# I am a beginner fisherman and have many questions.



## kissoulja (Feb 24, 2013)

Ok....I want to learn new fishing techniques, besides red worms and night crawlers on a bobber. I have watched numerous youtube vids and some are helpful;, but really dont go into enough detail on how to use different lures. Any advice on websites or dvd's would be very helpful.


----------



## deltaoscar (Apr 4, 2009)

I don't know of any DVD's, but as far as websites...I think you've stumbled upon one of the best right here. If you'll take the time and use the search and archive features of this site, you can get more information here about fishing than you can possibly remember. Of course you'll have to practice it, and apply it to your type and style of fishing, but the info is here. 

There is no substitute for experience. Grab your rod and reel, tie something on, and hit the water. You might get skunked fish wise, but you will learn something on each outing, if you pay attention.

I don't know where you're located, but if you ask, I'm sure someone on here would be glad to meet you at a "well known" spot and give you a hand. Me included; although there are much better fishermen on here than me, so ask around.

Welcome to OGF.


----------



## OnTheFly (Jul 30, 2010)

Best way to figure out a technique is to get out on the water and have a go at it, it often takes a while to really get a feel for a technique. Any specific fish you are looking to target?

I love to fish plastics for bass so I would suggest looking into a texas and carolina rig to start possibly. The carolina rig is very versatile and you can put size the right to put just about anything (live or otherwise) on the hook. Look into getting some tubes (i like venom finesse), worms, and swimbaits (a member on here BigJoshy makes some killer ones) Of course this is only one way to skin the cat.

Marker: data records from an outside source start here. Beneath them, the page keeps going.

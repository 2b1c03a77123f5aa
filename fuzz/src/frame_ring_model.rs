//! Oracle-checked model of the framed SPSC ring.
//!
//! Each operation runs against the real [`RingBuffer`] over a heap region
//! and, in parallel, against a `VecDeque` oracle. After every step the
//! shared indices are compared with what the oracle predicts.

use std::collections::VecDeque;
use std::sync::atomic::Ordering;

use swiftchannel_core::{handshake, flags, ReadOutcome, RingBuffer, SharedHeader};

/// Smallest ring exercised by the fuzzer.
pub const MIN_RING_SIZE: u64 = 4096;
/// Largest ring exercised by the fuzzer (small keeps wrap-arounds frequent).
pub const MAX_RING_SIZE: u64 = 16384;

/// Operations the fuzzer can drive.
#[derive(Clone, Copy, Debug)]
pub enum RingOp {
    /// Write a payload of this many bytes (clamped to the model's maximum).
    Write(u16),
    /// Read one frame.
    Read,
}

/// The real ring plus its oracle.
pub struct FrameRingModel {
    header: Box<SharedHeader>,
    // Backing storage for `ring`; the heap allocation never moves.
    ring_bytes: Vec<u8>,
    ring: RingBuffer,
    max_message_size: u32,
    oracle: VecDeque<Vec<u8>>,
    /// Oracle's prediction of the absolute indices.
    expected_write: u64,
    expected_read: u64,
    fill: u8,
}

impl FrameRingModel {
    pub fn new(ring_size: u64, max_message_size: u32) -> Self {
        assert!(ring_size.is_power_of_two());
        // SAFETY: all-zero is a valid SharedHeader.
        let mut header: Box<SharedHeader> = unsafe { Box::new(std::mem::zeroed()) };
        handshake::initialize(&mut header, ring_size, flags::NO_CHECKSUM);
        let mut ring_bytes = vec![0u8; ring_size as usize];
        // SAFETY: the Vec provides `ring_size` valid bytes and its heap
        // allocation outlives the ring view inside this struct.
        let ring = unsafe { RingBuffer::from_raw(ring_bytes.as_mut_ptr(), ring_size) };
        Self {
            header,
            ring_bytes,
            ring,
            max_message_size,
            oracle: VecDeque::new(),
            expected_write: 0,
            expected_read: 0,
            fill: 0,
        }
    }

    fn next_payload(&mut self, len: usize) -> Vec<u8> {
        self.fill = self.fill.wrapping_add(1);
        let fill = self.fill;
        (0..len).map(|i| fill.wrapping_add(i as u8)).collect()
    }

    fn apply(&mut self, op: RingOp, step: usize) -> Result<(), String> {
        match op {
            RingOp::Write(len) => {
                let len = len as usize % (self.max_message_size as usize + 1);
                let payload = self.next_payload(len);
                let frame = RingBuffer::frame_size(len as u32);
                let fits =
                    self.ring.size() - (self.expected_write - self.expected_read) >= frame;

                let wrote = self.ring.try_write(&self.header, &payload, false);
                if wrote != fits {
                    return Err(format!(
                        "step {step}: try_write returned {wrote} but occupancy said fits={fits}"
                    ));
                }
                if wrote {
                    self.expected_write += frame;
                    self.oracle.push_back(payload);
                }
            }
            RingOp::Read => {
                let mut out = vec![0u8; self.max_message_size as usize];
                match self.ring.try_read(&self.header, &mut out, false) {
                    ReadOutcome::Delivered { len } => {
                        let expected = self.oracle.pop_front().ok_or_else(|| {
                            format!("step {step}: delivered a frame the oracle never wrote")
                        })?;
                        if out[..len] != expected[..] {
                            return Err(format!(
                                "step {step}: payload differs (len {len} vs {})",
                                expected.len()
                            ));
                        }
                        self.expected_read += RingBuffer::frame_size(len as u32);
                    }
                    ReadOutcome::Empty => {
                        if !self.oracle.is_empty() {
                            return Err(format!(
                                "step {step}: ring empty but oracle holds {} frames",
                                self.oracle.len()
                            ));
                        }
                    }
                    other => {
                        return Err(format!("step {step}: unexpected outcome {other:?}"));
                    }
                }
            }
        }
        self.check_invariants(step)
    }

    fn check_invariants(&self, step: usize) -> Result<(), String> {
        let w = self.header.write_index.load(Ordering::Acquire);
        let r = self.header.read_index.load(Ordering::Acquire);
        if w != self.expected_write || r != self.expected_read {
            return Err(format!(
                "step {step}: indices (w={w}, r={r}) != oracle (w={}, r={})",
                self.expected_write, self.expected_read
            ));
        }
        if w < r {
            return Err(format!("step {step}: write_index {w} < read_index {r}"));
        }
        if w - r > self.ring.size() {
            return Err(format!(
                "step {step}: occupancy {} exceeds capacity {}",
                w - r,
                self.ring.size()
            ));
        }
        let oracle_bytes: u64 = self
            .oracle
            .iter()
            .map(|p| RingBuffer::frame_size(p.len() as u32))
            .sum();
        if w - r != oracle_bytes {
            return Err(format!(
                "step {step}: occupancy {} != oracle bytes {oracle_bytes}",
                w - r
            ));
        }
        debug_assert_eq!(self.ring_bytes.len() as u64, self.ring.size());
        Ok(())
    }
}

/// Run a full operation sequence, panicking on the first broken invariant.
pub fn execute_and_verify(
    ring_size: u64,
    max_message_size: u32,
    ops: &[RingOp],
) -> Result<(), String> {
    let mut model = FrameRingModel::new(ring_size, max_message_size);
    for (step, op) in ops.iter().enumerate() {
        model.apply(*op, step)?;
    }
    Ok(())
}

Here are a couple helpful sites that help with rigging plastics.
http://www.bassresource.com/fish/plasticworms.html
http://www.bassdozer.com/articles/soft-plastic-fishing.shtml
http://www.probass.net/protips/ScottPeterson/speterson7.php
http://fishpittsburgh.com/2010/02/how-to-rig-soft-plastic-swimbaits/


----------



## Dandrews (Oct 10, 2010)

You&#8217;re going to learn the most from time on the water as the other have mentioned. Knowing where you are would be helpful to tell you somewhere to get started. Nobody&#8217;s going to give you their &#8220;secret spot&#8221; but someone will point you in the right direction, maybe meet you somewhere. The first type of lure to ever produce for me was an inline spinner, a Meps Comet minnow to be exact. Roostertail, Meps, Panther Martin, Blue Fox; they&#8217;re good to start with and you can catch just about anything on them. There will be many skunks (fishless days) but you learn from those too.


----------



## crappiedude (Mar 12, 2006)

Like others have said you should list you LOCATION in your Bio. I know some people don't respond to anyone not listing a location. I do see offers from some members to take new guys fishing who are in the same area.


----------



## TRAILGATOR (Jul 3, 2011)

Where are you and what kind of fish are you targeting?
You will get a ton of advise from many if you answer these 2 questions.


----------



## Shaggy (Oct 24, 2008)

Yep...knowing where you're located is a major piece of info. I don't have any friends who fish so I've always got an empty seat in the boat. I'm also trying to learn an interesting lake north of me. Maybe it would be practical to get together,


----------



## Mr. A (Apr 23, 2012)

Nothing new here but a quick overview for you to make things easier:

1) what area are you in, what type of fish are you after
2) Youtube videos are more benificial if you already have a good idea what your looking for so I would ise the search finction and look for threads on this site. There was just a great top 3 lures for "smallmouth" thread that may halp you.
3) Many types of techniques so search their names and read, then youtube it for the visual.
4) many great guys on here that have huge amounts of experience and success, ask and they'll help, ask nicely and they'll meet with you somewhere and show you the ropes.
5) Lastly, go fishing and seriously pay attention to what you are experiencing. (I just got a notebook so I can record location, date, time, temp (outside and water), wind, water conditions, depth, what lures and which color, as well as what I catch and the stats on it.) 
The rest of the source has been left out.